◆ Data records
################
//! Migration ledger
//!
//! Durable record of applied `(version, schema)` pairs in a tracking table
//! that always lives in the default schema. Point lookup, insert and delete
//! only;
//! insert and delete always run inside the same transaction as the DDL they
//! guard. The composite primary key makes a concurrent apply of the same
//! version fail cleanly instead of double-recording it.
//!
//! Every statement references the table through its default-schema-qualified
//! name: ledger mutations run inside transactions whose search_path may point
//! at the migration's target schema, and an unqualified name there would
//! resolve to a table that does not exist.

use sqlx::{PgPool, Postgres, Transaction};

use crate::error::MigrationResult;
use crate::migration::PUBLIC_SCHEMA;

/// SQL access to the ledger table
pub struct Ledger {
    table: String,
}

impl Ledger {
    pub fn new(table: impl Into<String>) -> Self {
        Self {
            table: table.into(),
        }
    }

    /// Table reference pinned to the default schema
    fn qualified(&self) -> String {
        format!("{}.{}", PUBLIC_SCHEMA, self.table)
    }

    /// DDL bootstrapping the ledger table
    pub fn create_table_sql(&self) -> String {
        format!(
            "CREATE TABLE IF NOT EXISTS {} (\n    \
                version VARCHAR(255) NOT NULL,\n    \
                \"schema\" VARCHAR(255) NOT NULL,\n    \
                PRIMARY KEY (version, \"schema\")\n\
            )",
            self.qualified()
        )
    }

    /// SQL for the exact `(version, schema)` point lookup
    pub fn contains_sql(&self, version: &str, schema: &str) -> (String, Vec<String>) {
        (
            format!(
                "SELECT version FROM {} WHERE version = $1 AND \"schema\" = $2",
                self.qualified()
            ),
            vec![version.to_string(), schema.to_string()],
        )
    }

    /// SQL recording a migration as applied
    pub fn insert_sql(&self, version: &str, schema: &str) -> (String, Vec<String>) {
        (
            format!(
                "INSERT INTO {} (version, \"schema\") VALUES ($1, $2)",
                self.qualified()
            ),
            vec![version.to_string(), schema.to_string()],
        )
    }

    /// SQL removing a migration record on rollback
    pub fn delete_sql(&self, version: &str, schema: &str) -> (String, Vec<String>) {
        (
            format!(
                "DELETE FROM {} WHERE version = $1 AND \"schema\" = $2",
                self.qualified()
            ),
            vec![version.to_string(), schema.to_string()],
        )
    }

    /// Create the ledger table if it does not exist yet
    pub async fn ensure_table(&self, pool: &PgPool) -> MigrationResult<()> {
        sqlx::query(&self.create_table_sql()).execute(pool).await?;
        Ok(())
    }

    /// Whether `(version, schema)` is recorded as applied
    pub async fn contains(
        &self,
        pool: &PgPool,
        version: &str,
        schema: &str,
    ) -> MigrationResult<bool> {
        let (sql, params) = self.contains_sql(version, schema);
        let mut query = sqlx::query(&sql);
        for param in params {
            query = query.bind(param);
        }
        let row = query.fetch_optional(pool).await?;
        Ok(row.is_some())
    }

    pub(crate) async fn insert(
        &self,
        tx: &mut Transaction<'_, Postgres>,
        version: &str,
        schema: &str,
    ) -> MigrationResult<()> {
        let (sql, params) = self.insert_sql(version, schema);
        let mut query = sqlx::query(&sql);
        for param in params {
            query = query.bind(param);
        }
        query.execute(&mut **tx).await?;
        Ok(())
    }

    pub(crate) async fn delete(
        &self,
        tx: &mut Transaction<'_, Postgres>,
        version: &str,
        schema: &str,
    ) -> MigrationResult<()> {
        let (sql, params) = self.delete_sql(version, schema);
        let mut query = sqlx::query(&sql);
        for param in params {
            query = query.bind(param);
        }
        query.execute(&mut **tx).await?;
        Ok(())
    }
}

#[cfg(test)]
mod tests {
    use super::*;

    #[test]
    fn create_table_sql_has_composite_primary_key() {
        let ledger = Ledger::new("schema_migrations");
        let sql = ledger.create_table_sql();
        assert!(sql.contains("CREATE TABLE IF NOT EXISTS public.schema_migrations"));
        assert!(sql.contains("version VARCHAR(255) NOT NULL"));
        assert!(sql.contains("\"schema\" VARCHAR(255) NOT NULL"));
        assert!(sql.contains("PRIMARY KEY (version, \"schema\")"));
    }

    #[test]
    fn lookup_is_parameterized_by_version_and_schema() {
        let ledger = Ledger::new("schema_migrations");
        let (sql, params) = ledger.contains_sql("20230101120000", "reporting");
        assert_eq!(
            sql,
            "SELECT version FROM public.schema_migrations WHERE version = $1 AND \"schema\" = $2"
        );
        assert_eq!(params, vec!["20230101120000", "reporting"]);
    }

    #[test]
    fn insert_and_delete_target_the_same_pair() {
        let ledger = Ledger::new("schema_migrations");

        let (insert, params) = ledger.insert_sql("20230101120000", "public");
        assert_eq!(
            insert,
            "INSERT INTO public.schema_migrations (version, \"schema\") VALUES ($1, $2)"
        );
        assert_eq!(params, vec!["20230101120000", "public"]);

        let (delete, params) = ledger.delete_sql("20230101120000", "public");
        assert_eq!(
            delete,
            "DELETE FROM public.schema_migrations WHERE version = $1 AND \"schema\" = $2"
        );
        assert_eq!(params, vec!["20230101120000", "public"]);
    }

    #[test]
    fn statements_resolve_identically_under_a_moved_search_path() {
        // Mutations run after `SET search_path TO <schema>`; only a
        // default-schema-qualified name reaches the same table the pool-side
        // lookup reads.
        let ledger = Ledger::new("schema_migrations");
        assert!(ledger
            .create_table_sql()
            .starts_with("CREATE TABLE IF NOT EXISTS public.schema_migrations"));
        assert!(ledger
            .contains_sql("20230101120000", "reporting")
            .0
            .starts_with("SELECT version FROM public.schema_migrations"));
        assert!(ledger
            .insert_sql("20230101120000", "reporting")
            .0
            .starts_with("INSERT INTO public.schema_migrations"));
        assert!(ledger
            .delete_sql("20230101120000", "reporting")
            .0
            .starts_with("DELETE FROM public.schema_migrations"));
    }

    #[test]
    fn custom_table_name_is_used_everywhere() {
        let ledger = Ledger::new("app_migrations");
        assert!(ledger.create_table_sql().contains("public.app_migrations"));
        assert!(ledger.contains_sql("1", "public").0.contains("public.app_migrations"));
        assert!(ledger.insert_sql("1", "public").0.contains("public.app_migrations"));
        assert!(ledger.delete_sql("1", "public").0.contains("public.app_migrations"));
    }
}
//! Column definitions and type mapping
//!
//! Logical column types and their pure mapping into PostgreSQL type and
//! default-literal fragments. Mapping is total over the combinations listed
//! here and rejects everything else before any SQL is sent.

use std::fmt;

use crate::error::{MigrationError, MigrationResult};

/// Logical column types understood by the DDL builder
#[derive(Debug, Clone, Copy, PartialEq, Eq)]
pub enum ColumnType {
    /// Variable-length text (`character varying`)
    Text,
    /// Date and time without time zone (`timestamp`)
    Timestamp,
    /// 32-bit integer (`integer`)
    Int32,
    /// 64-bit integer (`bigint`)
    Int64,
    /// Boolean (`boolean`)
    Boolean,
    /// Floating point (`double precision`)
    Float,
}

impl ColumnType {
    fn sql_name(self) -> &'static str {
        match self {
            ColumnType::Text => "character varying",
            ColumnType::Timestamp => "timestamp",
            ColumnType::Int32 => "integer",
            ColumnType::Int64 => "bigint",
            ColumnType::Boolean => "boolean",
            ColumnType::Float => "double precision",
        }
    }

    /// Mark the column as nullable, suppressing the `NOT NULL` fragment
    pub fn nullable(self) -> ColumnSpec {
        ColumnSpec::from(self).nullable()
    }

    /// Constrain a text column to a maximum length
    pub fn length(self, length: u32) -> ColumnSpec {
        ColumnSpec::from(self).length(length)
    }

    /// Render a float column as exact numeric with precision and scale
    pub fn precision(self, precision: u32, scale: u32) -> ColumnSpec {
        ColumnSpec::from(self).precision(precision, scale)
    }

    /// Attach a default value, emitted as a `DEFAULT` clause
    pub fn default_value(self, value: impl Into<DefaultValue>) -> ColumnSpec {
        ColumnSpec::from(self).default_value(value)
    }
}

impl fmt::Display for ColumnType {
    fn fmt(&self, f: &mut fmt::Formatter<'_>) -> fmt::Result {
        f.write_str(self.sql_name())
    }
}

/// Type-specific refinement of a logical type
#[derive(Debug, Clone, Copy, PartialEq, Eq)]
pub enum TypeModifier {
    /// Maximum length; valid for [`ColumnType::Text`] only
    Length(u32),
    /// Exact precision and scale; valid for [`ColumnType::Float`] only
    Precision { precision: u32, scale: u32 },
}

impl fmt::Display for TypeModifier {
    fn fmt(&self, f: &mut fmt::Formatter<'_>) -> fmt::Result {
        match self {
            TypeModifier::Length(n) => write!(f, "length({})", n),
            TypeModifier::Precision { precision, scale } => {
                write!(f, "precision({}, {})", precision, scale)
            }
        }
    }
}

/// A column default, rendered as a type-checked SQL literal
#[derive(Debug, Clone, PartialEq)]
pub enum DefaultValue {
    /// Text literal; single quotes are doubled on render
    Text(String),
    /// Integer literal
    Int(i64),
    /// Floating-point literal
    Float(f64),
    /// Boolean literal
    Bool(bool),
    /// `CURRENT_TIMESTAMP`; valid for timestamp columns only
    CurrentTimestamp,
}

impl From<&str> for DefaultValue {
    fn from(value: &str) -> Self {
        DefaultValue::Text(value.to_string())
    }
}

impl From<String> for DefaultValue {
    fn from(value: String) -> Self {
        DefaultValue::Text(value)
    }
}

impl From<i64> for DefaultValue {
    fn from(value: i64) -> Self {
        DefaultValue::Int(value)
    }
}

impl From<i32> for DefaultValue {
    fn from(value: i32) -> Self {
        DefaultValue::Int(value as i64)
    }
}

impl From<f64> for DefaultValue {
    fn from(value: f64) -> Self {
        DefaultValue::Float(value)
    }
}

impl From<bool> for DefaultValue {
    fn from(value: bool) -> Self {
        DefaultValue::Bool(value)
    }
}

impl fmt::Display for DefaultValue {
    fn fmt(&self, f: &mut fmt::Formatter<'_>) -> fmt::Result {
        match self {
            DefaultValue::Text(s) => write!(f, "'{}'", s.replace('\'', "''")),
            DefaultValue::Int(i) => write!(f, "{}", i),
            DefaultValue::Float(x) => write!(f, "{}", x),
            DefaultValue::Bool(true) => f.write_str("TRUE"),
            DefaultValue::Bool(false) => f.write_str("FALSE"),
            DefaultValue::CurrentTimestamp => f.write_str("CURRENT_TIMESTAMP"),
        }
    }
}

/// Full column declaration: logical type plus nullability, refinement and default
///
/// A bare [`ColumnType`] converts into a required column with no modifier and
/// no default, so builder callers can pass either form.
#[derive(Debug, Clone, PartialEq)]
pub struct ColumnSpec {
    pub kind: ColumnType,
    pub nullable: bool,
    pub modifier: Option<TypeModifier>,
    pub default: Option<DefaultValue>,
}

impl From<ColumnType> for ColumnSpec {
    fn from(kind: ColumnType) -> Self {
        Self {
            kind,
            nullable: false,
            modifier: None,
            default: None,
        }
    }
}

impl ColumnSpec {
    /// Suppress the `NOT NULL` fragment
    pub fn nullable(mut self) -> Self {
        self.nullable = true;
        self
    }

    /// Constrain a text column to a maximum length
    pub fn length(mut self, length: u32) -> Self {
        self.modifier = Some(TypeModifier::Length(length));
        self
    }

    /// Render a float column as exact numeric with precision and scale
    pub fn precision(mut self, precision: u32, scale: u32) -> Self {
        self.modifier = Some(TypeModifier::Precision { precision, scale });
        self
    }

    /// Attach a default value, emitted as a `DEFAULT` clause
    pub fn default_value(mut self, value: impl Into<DefaultValue>) -> Self {
        self.default = Some(value.into());
        self
    }

    /// Map the logical type and modifier to a SQL type fragment
    pub(crate) fn render_type(&self, column: &str) -> MigrationResult<String> {
        match (self.kind, self.modifier) {
            (_, None) => Ok(self.kind.sql_name().to_string()),
            (ColumnType::Text, Some(TypeModifier::Length(n))) => {
                Ok(format!("character varying({})", n))
            }
            (ColumnType::Float, Some(TypeModifier::Precision { precision, scale })) => {
                Ok(format!("numeric({}, {})", precision, scale))
            }
            (kind, Some(modifier)) => Err(MigrationError::UnsupportedModifier {
                column: column.to_string(),
                column_type: kind.to_string(),
                modifier: modifier.to_string(),
            }),
        }
    }

    /// Map the default value to a SQL literal, if one was declared
    ///
    /// Presence decides emission: zero, empty string and `false` all render.
    pub(crate) fn render_default(&self, column: &str) -> MigrationResult<Option<String>> {
        let Some(default) = &self.default else {
            return Ok(None);
        };

        let valid = matches!(
            (self.kind, default),
            (ColumnType::Text, DefaultValue::Text(_))
                | (ColumnType::Int32, DefaultValue::Int(_))
                | (ColumnType::Int64, DefaultValue::Int(_))
                | (ColumnType::Float, DefaultValue::Float(_))
                | (ColumnType::Float, DefaultValue::Int(_))
                | (ColumnType::Boolean, DefaultValue::Bool(_))
                | (ColumnType::Timestamp, DefaultValue::CurrentTimestamp)
        );

        // NaN and infinities have no SQL literal form.
        let valid = valid
            && match default {
                DefaultValue::Float(x) => x.is_finite(),
                _ => true,
            };

        if !valid {
            return Err(MigrationError::UnsupportedDefault {
                column: column.to_string(),
                column_type: self.kind.to_string(),
                value: default.to_string(),
            });
        }

        Ok(Some(default.to_string()))
    }
}
mod scaffold;

use std::path::PathBuf;

use anyhow::Result;
use clap::{Parser, Subcommand};

#[derive(Parser)]
#[command(name = "strata")]
#[command(about = "Scaffolding for strata migrations")]
struct Cli {
    #[command(subcommand)]
    command: Commands,
}

#[derive(Subcommand)]
enum Commands {
    /// Create a new migration source file with a timestamp-derived version
    New {
        /// Migration name, e.g. "add users email"
        name: String,

        /// Directory the migration file is written to
        #[arg(long, default_value = "migrations")]
        dir: PathBuf,
    },
}

fn main() -> Result<()> {
    let cli = Cli::parse();

    match cli.command {
        Commands::New { name, dir } => {
            let path = scaffold::create_migration(&dir, &name)?;
            println!("Created {}", path.display());
        }
    }

    Ok(())
}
################
◆ Exercise brief
Print the records above verbatim from their first line to the line containing "search_path may point", both included, and stop there.

◆ Finished task
//! Migration ledger
//!
//! Durable record of applied `(version, schema)` pairs in a tracking table
//! that always lives in the default schema. Point lookup, insert and delete
//! only;
//! insert and delete always run inside the same transaction as the DDL they
//! guard. The composite primary key makes a concurrent apply of the same
//! version fail cleanly instead of double-recording it.
//!
//! Every statement references the table through its default-schema-qualified
//! name: ledger mutations run inside transactions whose search_path may point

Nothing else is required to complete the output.